**What to do**
Find every line in the records that holds the string "true". Copy each one.

Saved data entries:

+++++

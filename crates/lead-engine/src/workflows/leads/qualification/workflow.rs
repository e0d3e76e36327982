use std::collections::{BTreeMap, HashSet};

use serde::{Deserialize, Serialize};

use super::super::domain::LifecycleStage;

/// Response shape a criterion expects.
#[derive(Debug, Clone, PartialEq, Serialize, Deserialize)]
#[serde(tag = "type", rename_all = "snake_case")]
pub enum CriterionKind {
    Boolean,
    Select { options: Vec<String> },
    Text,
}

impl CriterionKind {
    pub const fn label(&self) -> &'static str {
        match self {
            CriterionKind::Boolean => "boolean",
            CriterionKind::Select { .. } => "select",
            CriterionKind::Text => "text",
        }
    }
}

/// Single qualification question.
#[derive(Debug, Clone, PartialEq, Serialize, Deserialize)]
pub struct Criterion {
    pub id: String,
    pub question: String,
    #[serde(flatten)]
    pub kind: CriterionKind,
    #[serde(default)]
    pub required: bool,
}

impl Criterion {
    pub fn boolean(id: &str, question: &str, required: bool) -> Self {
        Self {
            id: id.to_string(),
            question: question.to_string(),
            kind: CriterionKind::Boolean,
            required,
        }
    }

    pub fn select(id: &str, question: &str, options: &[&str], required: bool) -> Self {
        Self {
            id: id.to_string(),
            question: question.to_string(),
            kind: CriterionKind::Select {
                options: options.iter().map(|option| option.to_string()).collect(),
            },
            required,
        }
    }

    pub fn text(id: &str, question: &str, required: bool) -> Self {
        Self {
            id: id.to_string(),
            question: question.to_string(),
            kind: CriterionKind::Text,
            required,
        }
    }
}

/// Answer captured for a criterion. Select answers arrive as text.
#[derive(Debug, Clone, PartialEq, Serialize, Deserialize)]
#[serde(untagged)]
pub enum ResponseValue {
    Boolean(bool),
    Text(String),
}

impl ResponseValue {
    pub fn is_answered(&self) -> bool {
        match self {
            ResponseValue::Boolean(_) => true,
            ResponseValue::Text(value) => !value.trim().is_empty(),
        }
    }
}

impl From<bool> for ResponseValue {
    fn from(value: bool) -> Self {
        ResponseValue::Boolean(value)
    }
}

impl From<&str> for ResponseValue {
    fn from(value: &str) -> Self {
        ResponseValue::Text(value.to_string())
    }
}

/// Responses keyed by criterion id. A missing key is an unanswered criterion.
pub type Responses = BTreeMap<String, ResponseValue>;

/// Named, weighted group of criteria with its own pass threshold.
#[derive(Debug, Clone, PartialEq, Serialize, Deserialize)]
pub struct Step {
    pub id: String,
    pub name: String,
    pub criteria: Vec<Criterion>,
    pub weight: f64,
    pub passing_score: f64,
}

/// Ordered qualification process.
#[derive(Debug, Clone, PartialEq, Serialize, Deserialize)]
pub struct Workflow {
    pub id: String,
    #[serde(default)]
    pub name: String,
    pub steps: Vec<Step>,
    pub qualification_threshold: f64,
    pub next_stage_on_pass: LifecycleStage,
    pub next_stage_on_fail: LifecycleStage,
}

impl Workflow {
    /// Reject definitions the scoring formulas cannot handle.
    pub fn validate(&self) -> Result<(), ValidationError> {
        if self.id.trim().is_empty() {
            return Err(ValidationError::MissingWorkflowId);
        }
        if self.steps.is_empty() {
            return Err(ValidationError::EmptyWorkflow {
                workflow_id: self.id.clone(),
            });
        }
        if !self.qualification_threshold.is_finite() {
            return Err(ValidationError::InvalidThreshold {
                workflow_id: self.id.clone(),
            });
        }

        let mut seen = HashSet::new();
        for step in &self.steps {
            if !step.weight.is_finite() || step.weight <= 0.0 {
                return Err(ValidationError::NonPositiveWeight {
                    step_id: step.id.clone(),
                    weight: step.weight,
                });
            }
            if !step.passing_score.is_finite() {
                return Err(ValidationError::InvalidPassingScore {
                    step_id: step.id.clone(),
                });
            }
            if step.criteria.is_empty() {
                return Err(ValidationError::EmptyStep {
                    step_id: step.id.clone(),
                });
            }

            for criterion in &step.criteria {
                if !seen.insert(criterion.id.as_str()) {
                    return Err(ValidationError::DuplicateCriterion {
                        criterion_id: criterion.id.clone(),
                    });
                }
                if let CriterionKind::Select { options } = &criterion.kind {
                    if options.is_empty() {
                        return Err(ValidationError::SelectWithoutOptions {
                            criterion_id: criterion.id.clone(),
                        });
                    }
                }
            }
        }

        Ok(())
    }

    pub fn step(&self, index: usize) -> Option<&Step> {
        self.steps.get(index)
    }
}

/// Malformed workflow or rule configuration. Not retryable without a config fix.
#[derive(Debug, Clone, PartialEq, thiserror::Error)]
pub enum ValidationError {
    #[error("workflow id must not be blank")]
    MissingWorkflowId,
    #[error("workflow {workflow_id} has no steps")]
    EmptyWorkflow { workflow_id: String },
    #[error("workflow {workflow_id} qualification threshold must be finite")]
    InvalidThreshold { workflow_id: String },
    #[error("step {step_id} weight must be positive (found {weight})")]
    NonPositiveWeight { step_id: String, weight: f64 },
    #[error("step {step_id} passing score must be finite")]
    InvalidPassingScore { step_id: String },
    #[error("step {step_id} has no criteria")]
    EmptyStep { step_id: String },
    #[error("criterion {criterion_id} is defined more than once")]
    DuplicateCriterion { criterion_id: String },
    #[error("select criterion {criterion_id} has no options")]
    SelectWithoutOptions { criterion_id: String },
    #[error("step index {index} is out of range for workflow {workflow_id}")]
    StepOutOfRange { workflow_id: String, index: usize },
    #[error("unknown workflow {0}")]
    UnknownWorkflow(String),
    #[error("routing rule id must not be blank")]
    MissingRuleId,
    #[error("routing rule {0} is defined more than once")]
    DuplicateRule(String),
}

+++++

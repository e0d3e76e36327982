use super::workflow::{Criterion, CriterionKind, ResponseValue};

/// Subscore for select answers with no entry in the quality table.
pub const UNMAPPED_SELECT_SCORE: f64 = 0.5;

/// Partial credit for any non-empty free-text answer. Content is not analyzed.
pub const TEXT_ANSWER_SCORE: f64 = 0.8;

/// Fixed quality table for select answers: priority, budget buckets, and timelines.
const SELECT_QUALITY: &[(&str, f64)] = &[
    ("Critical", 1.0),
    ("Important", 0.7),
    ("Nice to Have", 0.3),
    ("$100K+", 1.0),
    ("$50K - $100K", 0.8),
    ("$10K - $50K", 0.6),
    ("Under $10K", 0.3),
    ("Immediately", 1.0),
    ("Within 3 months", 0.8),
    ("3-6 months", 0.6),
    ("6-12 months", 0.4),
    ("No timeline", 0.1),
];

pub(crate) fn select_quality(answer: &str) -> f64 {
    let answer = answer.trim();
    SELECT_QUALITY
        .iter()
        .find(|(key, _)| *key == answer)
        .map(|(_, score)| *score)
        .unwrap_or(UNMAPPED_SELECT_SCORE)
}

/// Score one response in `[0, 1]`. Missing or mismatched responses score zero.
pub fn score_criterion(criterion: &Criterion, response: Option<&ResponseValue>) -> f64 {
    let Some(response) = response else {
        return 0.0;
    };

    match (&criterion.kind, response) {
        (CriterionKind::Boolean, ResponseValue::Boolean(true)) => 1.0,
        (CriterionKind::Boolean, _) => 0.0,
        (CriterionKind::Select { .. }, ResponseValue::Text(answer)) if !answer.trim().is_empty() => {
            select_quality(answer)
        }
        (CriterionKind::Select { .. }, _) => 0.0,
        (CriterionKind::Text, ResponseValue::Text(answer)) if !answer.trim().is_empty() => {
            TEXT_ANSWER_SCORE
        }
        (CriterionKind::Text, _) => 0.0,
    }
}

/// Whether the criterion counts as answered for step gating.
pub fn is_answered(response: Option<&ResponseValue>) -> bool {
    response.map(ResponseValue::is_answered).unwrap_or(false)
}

+++++

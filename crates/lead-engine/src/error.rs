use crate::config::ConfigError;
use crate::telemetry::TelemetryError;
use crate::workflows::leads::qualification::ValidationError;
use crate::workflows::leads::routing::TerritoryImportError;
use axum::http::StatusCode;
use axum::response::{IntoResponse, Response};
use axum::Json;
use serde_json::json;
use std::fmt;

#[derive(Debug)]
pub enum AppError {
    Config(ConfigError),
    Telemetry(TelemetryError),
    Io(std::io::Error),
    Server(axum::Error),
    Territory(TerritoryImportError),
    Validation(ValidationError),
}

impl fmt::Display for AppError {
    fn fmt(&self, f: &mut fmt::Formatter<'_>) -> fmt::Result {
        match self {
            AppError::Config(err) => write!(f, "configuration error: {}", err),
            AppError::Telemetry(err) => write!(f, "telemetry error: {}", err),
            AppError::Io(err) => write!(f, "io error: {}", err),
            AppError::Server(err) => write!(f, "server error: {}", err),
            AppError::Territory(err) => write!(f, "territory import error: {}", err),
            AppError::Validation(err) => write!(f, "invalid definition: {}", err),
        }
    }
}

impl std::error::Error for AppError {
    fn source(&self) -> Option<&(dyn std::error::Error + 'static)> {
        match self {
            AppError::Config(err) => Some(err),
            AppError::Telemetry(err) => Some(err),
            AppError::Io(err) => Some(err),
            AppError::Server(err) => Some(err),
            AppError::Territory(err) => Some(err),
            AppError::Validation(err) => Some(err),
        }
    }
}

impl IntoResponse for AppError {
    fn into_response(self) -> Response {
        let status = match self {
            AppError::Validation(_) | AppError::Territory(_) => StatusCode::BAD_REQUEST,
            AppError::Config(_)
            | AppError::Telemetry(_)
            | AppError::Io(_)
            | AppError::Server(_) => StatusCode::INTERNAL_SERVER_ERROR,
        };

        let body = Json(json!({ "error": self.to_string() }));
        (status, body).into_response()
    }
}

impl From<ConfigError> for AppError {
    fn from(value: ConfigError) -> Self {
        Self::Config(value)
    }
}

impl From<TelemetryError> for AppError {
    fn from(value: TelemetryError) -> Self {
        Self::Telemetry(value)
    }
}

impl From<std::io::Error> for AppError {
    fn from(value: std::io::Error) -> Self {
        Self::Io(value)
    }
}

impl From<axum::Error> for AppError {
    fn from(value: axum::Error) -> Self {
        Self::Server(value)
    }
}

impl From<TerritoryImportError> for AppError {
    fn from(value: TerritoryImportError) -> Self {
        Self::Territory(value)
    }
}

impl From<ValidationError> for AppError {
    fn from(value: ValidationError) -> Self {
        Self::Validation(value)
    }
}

+++++

**Exercise solution**
            ResponseValue::Boolean(_) => true,
        (CriterionKind::Boolean, ResponseValue::Boolean(true)) => 1.0,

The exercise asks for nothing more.